• WHAT IS REQUIRED: Select all lines in the records that include "FlowscopeError".

[Stored data]
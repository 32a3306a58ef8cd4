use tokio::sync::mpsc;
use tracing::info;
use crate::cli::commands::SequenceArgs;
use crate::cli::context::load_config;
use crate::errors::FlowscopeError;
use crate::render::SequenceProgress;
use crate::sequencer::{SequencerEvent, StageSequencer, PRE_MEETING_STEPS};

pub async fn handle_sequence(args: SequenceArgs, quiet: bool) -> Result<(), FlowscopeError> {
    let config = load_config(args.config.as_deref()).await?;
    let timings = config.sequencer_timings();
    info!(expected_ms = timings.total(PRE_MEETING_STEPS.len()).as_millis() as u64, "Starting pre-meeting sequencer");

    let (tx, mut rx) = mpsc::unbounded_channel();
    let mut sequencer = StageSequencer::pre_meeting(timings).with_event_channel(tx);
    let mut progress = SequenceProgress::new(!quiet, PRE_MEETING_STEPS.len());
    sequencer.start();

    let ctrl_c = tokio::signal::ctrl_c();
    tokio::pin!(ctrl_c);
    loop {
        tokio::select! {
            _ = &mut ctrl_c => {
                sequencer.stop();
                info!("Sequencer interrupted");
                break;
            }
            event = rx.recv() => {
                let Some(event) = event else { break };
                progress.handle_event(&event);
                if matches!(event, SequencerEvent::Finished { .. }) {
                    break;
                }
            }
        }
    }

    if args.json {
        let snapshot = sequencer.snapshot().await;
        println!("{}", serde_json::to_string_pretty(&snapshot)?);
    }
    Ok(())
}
==
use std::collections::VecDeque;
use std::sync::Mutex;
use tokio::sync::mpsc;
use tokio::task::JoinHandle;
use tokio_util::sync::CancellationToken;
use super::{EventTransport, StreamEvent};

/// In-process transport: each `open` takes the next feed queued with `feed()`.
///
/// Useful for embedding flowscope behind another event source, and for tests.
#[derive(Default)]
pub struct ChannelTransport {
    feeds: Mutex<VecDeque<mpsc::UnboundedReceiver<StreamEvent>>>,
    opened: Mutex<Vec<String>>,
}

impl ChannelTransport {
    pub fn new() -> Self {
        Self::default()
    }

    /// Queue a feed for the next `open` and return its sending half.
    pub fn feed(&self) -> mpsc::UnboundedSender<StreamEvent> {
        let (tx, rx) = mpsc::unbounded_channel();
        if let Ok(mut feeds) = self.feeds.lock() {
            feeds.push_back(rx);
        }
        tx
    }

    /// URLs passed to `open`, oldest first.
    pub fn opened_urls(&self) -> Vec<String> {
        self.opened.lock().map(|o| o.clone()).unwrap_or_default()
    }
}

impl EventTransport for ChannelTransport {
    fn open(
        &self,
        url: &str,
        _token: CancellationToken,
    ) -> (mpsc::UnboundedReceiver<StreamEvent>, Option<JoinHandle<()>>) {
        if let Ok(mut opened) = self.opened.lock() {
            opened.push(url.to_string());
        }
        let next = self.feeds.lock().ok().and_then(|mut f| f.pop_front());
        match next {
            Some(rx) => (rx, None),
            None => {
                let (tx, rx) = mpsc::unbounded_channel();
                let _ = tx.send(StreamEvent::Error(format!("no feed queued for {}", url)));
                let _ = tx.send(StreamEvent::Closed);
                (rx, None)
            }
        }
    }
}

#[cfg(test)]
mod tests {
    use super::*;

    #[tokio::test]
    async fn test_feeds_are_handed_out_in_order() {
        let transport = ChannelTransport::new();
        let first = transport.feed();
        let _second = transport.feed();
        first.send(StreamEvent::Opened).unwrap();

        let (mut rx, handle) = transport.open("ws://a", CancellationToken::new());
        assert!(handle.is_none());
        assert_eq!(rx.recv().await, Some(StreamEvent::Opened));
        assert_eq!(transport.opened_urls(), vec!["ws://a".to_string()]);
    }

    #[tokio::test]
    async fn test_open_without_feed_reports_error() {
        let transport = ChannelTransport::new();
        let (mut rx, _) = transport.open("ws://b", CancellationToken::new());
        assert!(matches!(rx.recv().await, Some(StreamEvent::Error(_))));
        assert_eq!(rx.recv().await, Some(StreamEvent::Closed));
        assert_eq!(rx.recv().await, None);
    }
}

• SOLUTION TO THIS EXERCISE:
use crate::errors::FlowscopeError;
pub async fn handle_sequence(args: SequenceArgs, quiet: bool) -> Result<(), FlowscopeError> {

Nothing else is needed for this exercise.